TASK INSTRUCTIONS:
Each line of the data below that includes the string "from" must be copied.

(Stored items)

▶

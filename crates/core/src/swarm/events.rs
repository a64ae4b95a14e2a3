//! # Swarm Events
//!
//! Lifecycle events published by the orchestrator and consumed by live
//! clients. Every event carries an ever-increasing sequence id so a
//! disconnected client can resume from the last one it saw.

use chrono::{DateTime, Utc};
use serde::{Deserialize, Serialize};
use std::collections::VecDeque;
use std::sync::Mutex;
use tokio::sync::broadcast;

/// Kind of swarm event
#[derive(Debug, Clone, Serialize, Deserialize, PartialEq, Eq)]
#[serde(rename_all = "snake_case")]
pub enum SwarmEventKind {
    /// A swarm run began seeding
    SwarmStarted,
    /// A dynamic specialist agent was created
    AgentSpawned,
    /// An agent was admitted and is generating
    AgentActivated,
    /// An agent's generation failed (still charged against the cap)
    AgentFailed,
    /// The queue drained and gap analysis is running
    GapCheck,
    /// The run reached its terminal state
    SwarmCompleted,
    /// Debate phase started
    DebateStarted,
    /// One debate turn produced output
    DebateTurn,
    /// The synthesis artifact was produced
    SynthesisCompleted,
    /// A post was denied by the rate limiter
    RateLimitHit,
    /// A builder was dispatched
    BuilderQueued,
    /// Builder stage transition with percent
    BuilderProgress,
    /// Builder finished and persisted its artifact
    BuilderCompleted,
    /// Builder hit an unrecoverable error
    BuilderFailed,
}

/// An event in the swarm
#[derive(Debug, Clone, Serialize, Deserialize)]
pub struct SwarmEvent {
    /// Monotonic sequence id, assigned at publish time
    #[serde(default)]
    pub seq: u64,
    /// Unique event ID
    pub id: String,
    /// Timestamp
    pub timestamp: DateTime<Utc>,
    /// Kind of event
    pub kind: SwarmEventKind,
    /// Agent that produced this event
    pub agent: String,
    /// Conversation post this event belongs to, if any
    #[serde(default)]
    pub post_id: Option<String>,
    /// Associated data (JSON)
    #[serde(default)]
    pub data: Option<serde_json::Value>,
}

impl SwarmEvent {
    /// Create a new event (seq is assigned by the bus)
    pub fn new(kind: SwarmEventKind, agent: &str) -> Self {
        Self {
            seq: 0,
            id: event_id(),
            timestamp: Utc::now(),
            kind,
            agent: agent.to_string(),
            post_id: None,
            data: None,
        }
    }

    /// Add data to the event
    pub fn with_data(mut self, data: serde_json::Value) -> Self {
        self.data = Some(data);
        self
    }

    /// Tag the event with its conversation post
    pub fn with_post(mut self, post_id: &str) -> Self {
        self.post_id = Some(post_id.to_string());
        self
    }
}

/// Generate a simple unique event id
fn event_id() -> String {
    use std::time::{Duration, SystemTime, UNIX_EPOCH};
    let nanos = SystemTime::now()
        .duration_since(UNIX_EPOCH)
        .unwrap_or(Duration::ZERO)
        .as_nanos();
    format!("{:x}-{:x}", nanos, rand_u32())
}

/// Simple random number (not cryptographic)
fn rand_u32() -> u32 {
    use std::collections::hash_map::RandomState;
    use std::hash::{BuildHasher, Hasher};
    RandomState::new().build_hasher().finish() as u32
}

struct ReplayRing {
    next_seq: u64,
    buffer: VecDeque<SwarmEvent>,
    capacity: usize,
}

/// Publish/subscribe broadcast with replay
///
/// Publishing assigns the sequence id, appends the event to a bounded
/// replay ring, then broadcasts. A publish never fails: lagging or
/// absent subscribers are ignored.
pub struct EventBus {
    tx: broadcast::Sender<SwarmEvent>,
    ring: Mutex<ReplayRing>,
}

impl EventBus {
    /// Create a bus retaining up to `replay_capacity` events for resume
    pub fn new(replay_capacity: usize) -> Self {
        let (tx, _) = broadcast::channel(256);
        Self {
            tx,
            ring: Mutex::new(ReplayRing {
                next_seq: 1,
                buffer: VecDeque::with_capacity(replay_capacity),
                capacity: replay_capacity,
            }),
        }
    }

    /// Publish an event, returning its assigned sequence id
    ///
    /// The broadcast happens under the ring lock so concurrent publishers
    /// cannot deliver live events out of `seq` order; `send` never blocks.
    pub fn publish(&self, mut event: SwarmEvent) -> u64 {
        let mut ring = self.ring.lock().unwrap();
        event.seq = ring.next_seq;
        ring.next_seq += 1;
        if ring.buffer.len() == ring.capacity {
            ring.buffer.pop_front();
        }
        ring.buffer.push_back(event.clone());
        let seq = event.seq;
        // No subscribers is fine
        let _ = self.tx.send(event);
        seq
    }

    /// Subscribe to live events from this point on
    pub fn subscribe(&self) -> broadcast::Receiver<SwarmEvent> {
        self.tx.subscribe()
    }

    /// Events with seq greater than `since`, oldest first
    ///
    /// A client resuming after disconnect calls this with its last-seen
    /// sequence id, then switches to a live subscription.
    pub fn replay_since(&self, since: u64) -> Vec<SwarmEvent> {
        self.ring
            .lock()
            .unwrap()
            .buffer
            .iter()
            .filter(|e| e.seq > since)
            .cloned()
            .collect()
    }

    /// Sequence id of the most recently published event (0 if none)
    pub fn last_seq(&self) -> u64 {
        self.ring.lock().unwrap().next_seq - 1
    }
}

impl Default for EventBus {
    fn default() -> Self {
        Self::new(1024)
    }
}

#[cfg(test)]
mod tests {
    use super::*;

    #[test]
    fn test_event_creation() {
        let event = SwarmEvent::new(SwarmEventKind::AgentActivated, "TechAnalyst")
            .with_post("post-1");
        assert_eq!(event.agent, "TechAnalyst");
        assert_eq!(event.post_id, Some("post-1".to_string()));
        assert_eq!(event.seq, 0);
    }

    #[test]
    fn test_publish_assigns_monotonic_seq() {
        let bus = EventBus::default();
        let a = bus.publish(SwarmEvent::new(SwarmEventKind::SwarmStarted, "controller"));
        let b = bus.publish(SwarmEvent::new(SwarmEventKind::AgentActivated, "a1"));
        let c = bus.publish(SwarmEvent::new(SwarmEventKind::SwarmCompleted, "controller"));
        assert!(a < b && b < c);
        assert_eq!(bus.last_seq(), c);
    }

    #[test]
    fn test_replay_since() {
        let bus = EventBus::default();
        for i in 0..5 {
            bus.publish(
                SwarmEvent::new(SwarmEventKind::BuilderProgress, "builder")
                    .with_data(serde_json::json!({ "step": i })),
            );
        }
        let replayed = bus.replay_since(3);
        assert_eq!(replayed.len(), 2);
        assert_eq!(replayed[0].seq, 4);
        assert_eq!(replayed[1].seq, 5);
    }

    #[test]
    fn test_replay_ring_is_bounded() {
        let bus = EventBus::new(3);
        for _ in 0..10 {
            bus.publish(SwarmEvent::new(SwarmEventKind::DebateTurn, "a"));
        }
        let replayed = bus.replay_since(0);
        assert_eq!(replayed.len(), 3);
        assert_eq!(replayed[0].seq, 8);
    }

    #[tokio::test]
    async fn test_live_subscription_receives_publishes() {
        let bus = EventBus::default();
        let mut rx = bus.subscribe();
        bus.publish(SwarmEvent::new(SwarmEventKind::SwarmStarted, "controller"));
        let received = rx.recv().await.unwrap();
        assert_eq!(received.kind, SwarmEventKind::SwarmStarted);
        assert_eq!(received.seq, 1);
    }

    #[tokio::test(flavor = "multi_thread")]
    async fn test_concurrent_publishers_deliver_in_seq_order() {
        let bus = std::sync::Arc::new(EventBus::default());
        let mut rx = bus.subscribe();
        let mut tasks = Vec::new();
        for _ in 0..4 {
            let bus = std::sync::Arc::clone(&bus);
            tasks.push(tokio::spawn(async move {
                for _ in 0..25 {
                    bus.publish(SwarmEvent::new(SwarmEventKind::DebateTurn, "a"));
                }
            }));
        }
        for task in tasks {
            task.await.unwrap();
        }
        let mut last = 0;
        for _ in 0..100 {
            let event = rx.recv().await.unwrap();
            assert!(event.seq > last, "seq {} arrived after {}", event.seq, last);
            last = event.seq;
        }
        assert_eq!(last, 100);
    }

    #[test]
    fn test_publish_without_subscribers_is_ok() {
        let bus = EventBus::default();
        let seq = bus.publish(SwarmEvent::new(SwarmEventKind::RateLimitHit, "agent"));
        assert_eq!(seq, 1);
    }
}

◀

ANSWER FOR THIS EXERCISE:
//! disconnected client can resume from the last one it saw.
    /// Subscribe to live events from this point on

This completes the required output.